■ EXERCISE AIM
Starting at the line containing "if the ball" and ending at the line containing "repository bdc28464e1c69b0f", print every line of the material below exactly, both ends included, and stop there.

■ STUDY MATERIAL
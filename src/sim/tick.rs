//! Per-frame simulation step
//!
//! Advances the ball by one fixed per-frame delta and resolves collisions in
//! a fixed order: walls, floor, paddle, blocks. The step mutates entity state
//! (ball, destroyed flags) and reports everything else that happened as
//! events; score and phase transitions are applied by the session layer.
//!
//! Known limitation: velocities are per-frame deltas, so perceived speed
//! tracks the driving frame rate. There is no wall-clock compensation.

use super::geom::reflect;
use super::state::{GameEvent, SimState, Wall};
use crate::config::Config;

/// Advance the simulation by one tick.
///
/// Every step below operates on the same tick's tentative ball position. A
/// floor crossing ends the tick early; nothing else does.
pub fn tick(state: &mut SimState, config: &Config) -> Vec<GameEvent> {
    let mut events = Vec::new();
    let SimState {
        field,
        ball,
        paddle,
        blocks,
    } = state;

    // Integrate
    ball.pos += ball.vel;

    // Wall clamps saturate the velocity sign instead of negating it, so a
    // stale sign from a prior frame cannot pin the ball to the boundary.
    if ball.pos.x < 0.0 {
        ball.pos.x = 0.0;
        ball.vel.x = ball.vel.x.abs();
        events.push(GameEvent::WallHit { wall: Wall::Left });
    }
    let max_x = field.x - ball.size;
    if ball.pos.x > max_x {
        ball.pos.x = max_x;
        ball.vel.x = -ball.vel.x.abs();
        events.push(GameEvent::WallHit { wall: Wall::Right });
    }
    if ball.pos.y < 0.0 {
        ball.pos.y = 0.0;
        ball.vel.y = ball.vel.y.abs();
        events.push(GameEvent::WallHit { wall: Wall::Top });
    }

    // Floor crossing is the sole loss condition and ends the tick before any
    // paddle or block resolution.
    if ball.pos.y >= config.floor_y() {
        events.push(GameEvent::BallLost);
        return events;
    }

    // Paddle rebound is one-way: only a downward-moving ball can hit, so the
    // upward rebound cannot re-collide and trap the ball inside the paddle.
    if ball.vel.y > 0.0 && ball.rect().overlaps(&paddle.rect()) {
        ball.pos.y = paddle.y - ball.size;
        ball.vel.y = -ball.vel.y.abs();

        // Off-center hits steer the rebound; this is the player-skill coupling
        // between paddle position and ball trajectory.
        let offset = ball.center_x() - paddle.center_x();
        ball.vel.x += offset * config.steer_factor;
        ball.vel.x = ball.vel.x.clamp(-config.ball_max_vx, config.ball_max_vx);

        events.push(GameEvent::PaddleHit);
    }

    // Scan blocks in ascending index; the first intact overlap wins and ends
    // the scan. At most one block is destroyed per tick even if the ball
    // overlaps several - an intentional simplification, and the index order
    // is the observable tie-break.
    let ball_rect = ball.rect();
    let mut destroyed = None;
    for block in blocks.iter_mut() {
        if !block.destroyed && block.rect().overlaps(&ball_rect) {
            block.destroyed = true;
            destroyed = Some(block.index);
            break;
        }
    }
    if let Some(index) = destroyed {
        ball.vel.y = reflect(ball.vel.y);
        events.push(GameEvent::BlockDestroyed { index });
        if blocks.iter().all(|b| b.destroyed) {
            events.push(GameEvent::FieldCleared);
        }
    }

    events
}
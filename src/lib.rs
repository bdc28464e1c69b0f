//! Pocket Breakout - headless core for a single-screen block-breaker
//!
//! Core modules:
//! - `sim`: Deterministic simulation (physics, collisions, entity state)
//! - `session`: Run/restart lifecycle, score and outcome tracking
//! - `config`: Data-driven field geometry and tuning
//!
//! Presentation (rendering, drag gestures, audio) lives outside this crate:
//! an adapter calls [`Session::advance_frame`] once per display frame, feeds
//! drag samples through [`Session::set_paddle_target`], and renders
//! [`Session::snapshot`].

pub mod config;
pub mod session;
pub mod sim;

pub use config::Config;
pub use session::{BlockView, EventSink, FnSink, GamePhase, NoopSink, Session, Snapshot};
pub use sim::{GameEvent, Wall};

/// Game configuration defaults
///
/// Velocities are in points per frame: the simulation advances by one fixed
/// per-frame delta per tick and does not compensate for elapsed wall-clock
/// time.
pub mod consts {
    /// Default play-area size (portrait phone, points)
    pub const FIELD_WIDTH: f32 = 390.0;
    pub const FIELD_HEIGHT: f32 = 844.0;

    /// Ball defaults - the ball is an axis-aligned square so wall, paddle,
    /// and block tests share one rectangle predicate
    pub const BALL_SIZE: f32 = 15.0;
    pub const BALL_START_VX: f32 = 2.0;
    pub const BALL_START_VY: f32 = -4.0;
    /// Ball spawns this far above the bottom edge
    pub const BALL_START_FLOOR_OFFSET: f32 = 250.0;
    /// Horizontal speed cap applied after paddle steering
    pub const BALL_MAX_VX: f32 = 6.0;

    /// Paddle defaults - the band top sits PADDLE_FLOOR_OFFSET above the
    /// bottom edge and never moves vertically
    pub const PADDLE_WIDTH: f32 = 80.0;
    pub const PADDLE_HEIGHT: f32 = 10.0;
    pub const PADDLE_FLOOR_OFFSET: f32 = 100.0;
    /// Paddle-center offset to added horizontal velocity ratio
    pub const STEER_FACTOR: f32 = 0.08;

    /// The ball is lost once its top edge enters this band above the bottom
    pub const FLOOR_MARGIN: f32 = 50.0;

    /// Block grid defaults
    pub const BLOCK_WIDTH: f32 = 60.0;
    pub const BLOCK_HEIGHT: f32 = 20.0;
    pub const BLOCK_GAP: f32 = 5.0;
    pub const GRID_LEFT: f32 = 20.0;
    pub const GRID_TOP: f32 = 100.0;
    pub const GRID_ROWS: u32 = 4;
    pub const GRID_COLS: u32 = 5;

    /// Score awarded per destroyed block
    pub const BLOCK_REWARD: u64 = 10;

    /// Display color per grid row (0xRRGGBB), cycled if the grid has more
    /// rows than entries. No behavioral role.
    pub const ROW_COLORS: [u32; 4] = [0xff6b6b, 0x4ecdc4, 0x45b7d1, 0x96ceb4];
}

■ TASK SOLUTION
    // the scan. At most one block is destroyed per tick even if the ball
    // overlaps several - an intentional simplification, and the index order
    // is the observable tie-break.
    let ball_rect = ball.rect();
    let mut destroyed = None;
    for block in blocks.iter_mut() {
        if !block.destroyed && block.rect().overlaps(&ball_rect) {
            block.destroyed = true;
            destroyed = Some(block.index);
            break;
        }
    }
    if let Some(index) = destroyed {
        ball.vel.y = reflect(ball.vel.y);
        events.push(GameEvent::BlockDestroyed { index });
        if blocks.iter().all(|b| b.destroyed) {
            events.push(GameEvent::FieldCleared);
        }
    }

    events
}
filename src/lib.rs
repository bdc28464e1c69b0f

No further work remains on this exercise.